### DIRECTIONS FOR THIS TASK
Below are lines of data; count those that contain "value" and give the total alone.

### MATERIAL FOR THIS EXERCISE
::::::
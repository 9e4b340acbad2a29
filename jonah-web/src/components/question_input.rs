use jonah_game::QuestionSpec;
use web_sys::HtmlInputElement;
use yew::prelude::*;

#[derive(Properties, PartialEq, Clone)]
pub struct Props {
    pub question: QuestionSpec,
    #[prop_or_default]
    pub answered: bool,
    /// The last submission for this question was wrong.
    #[prop_or_default]
    pub rejected: bool,
    /// Emits `(question_id, text)`; blank input is never submitted.
    pub on_submit: Callback<(String, String)>,
}

#[function_component(QuestionInput)]
pub fn question_input(p: &Props) -> Html {
    let value = use_state(String::new);

    let oninput = {
        let value = value.clone();
        Callback::from(move |e: InputEvent| {
            let input: HtmlInputElement = e.target_unchecked_into();
            value.set(input.value());
        })
    };
    let submit = {
        let value = value.clone();
        let id = p.question.id.clone();
        let cb = p.on_submit.clone();
        Callback::from(move |()| {
            if !value.trim().is_empty() {
                cb.emit((id.clone(), (*value).clone()));
            }
        })
    };
    let onclick = {
        let submit = submit.clone();
        Callback::from(move |_: MouseEvent| submit.emit(()))
    };
    let onkeydown = Callback::from(move |e: KeyboardEvent| {
        if e.key() == "Enter" {
            submit.emit(());
        }
    });

    let placeholder = if p.question.placeholder.is_empty() {
        "답을 입력하세요".to_string()
    } else {
        p.question.placeholder.clone()
    };
    let input_class = classes!(
        "question__input",
        p.answered.then_some("question__input--correct"),
        p.rejected.then_some("question__input--wrong"),
    );
    html! {
        <div class="question" data-question={p.question.id.clone()}>
            if !p.question.prompt.is_empty() {
                <p class="question__prompt">{ p.question.prompt.clone() }</p>
            }
            <div class="question__row">
                <input
                    class={input_class}
                    type="text"
                    value={(*value).clone()}
                    {placeholder}
                    disabled={p.answered}
                    {oninput}
                    {onkeydown}
                />
                <button
                    type="button"
                    class="question__submit"
                    disabled={p.answered || value.trim().is_empty()}
                    {onclick}
                >
                    { if p.answered { "✔" } else { "확인" } }
                </button>
            </div>
            if p.rejected {
                <p class="question__feedback question__feedback--wrong" role="alert">
                    { "틀렸습니다. 다시 시도해주세요." }
                </p>
            }
            if p.answered {
                <p class="question__feedback question__feedback--correct">{ "정답입니다!" }</p>
            }
        </div>
    }
}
::::::
### RESPONSE
8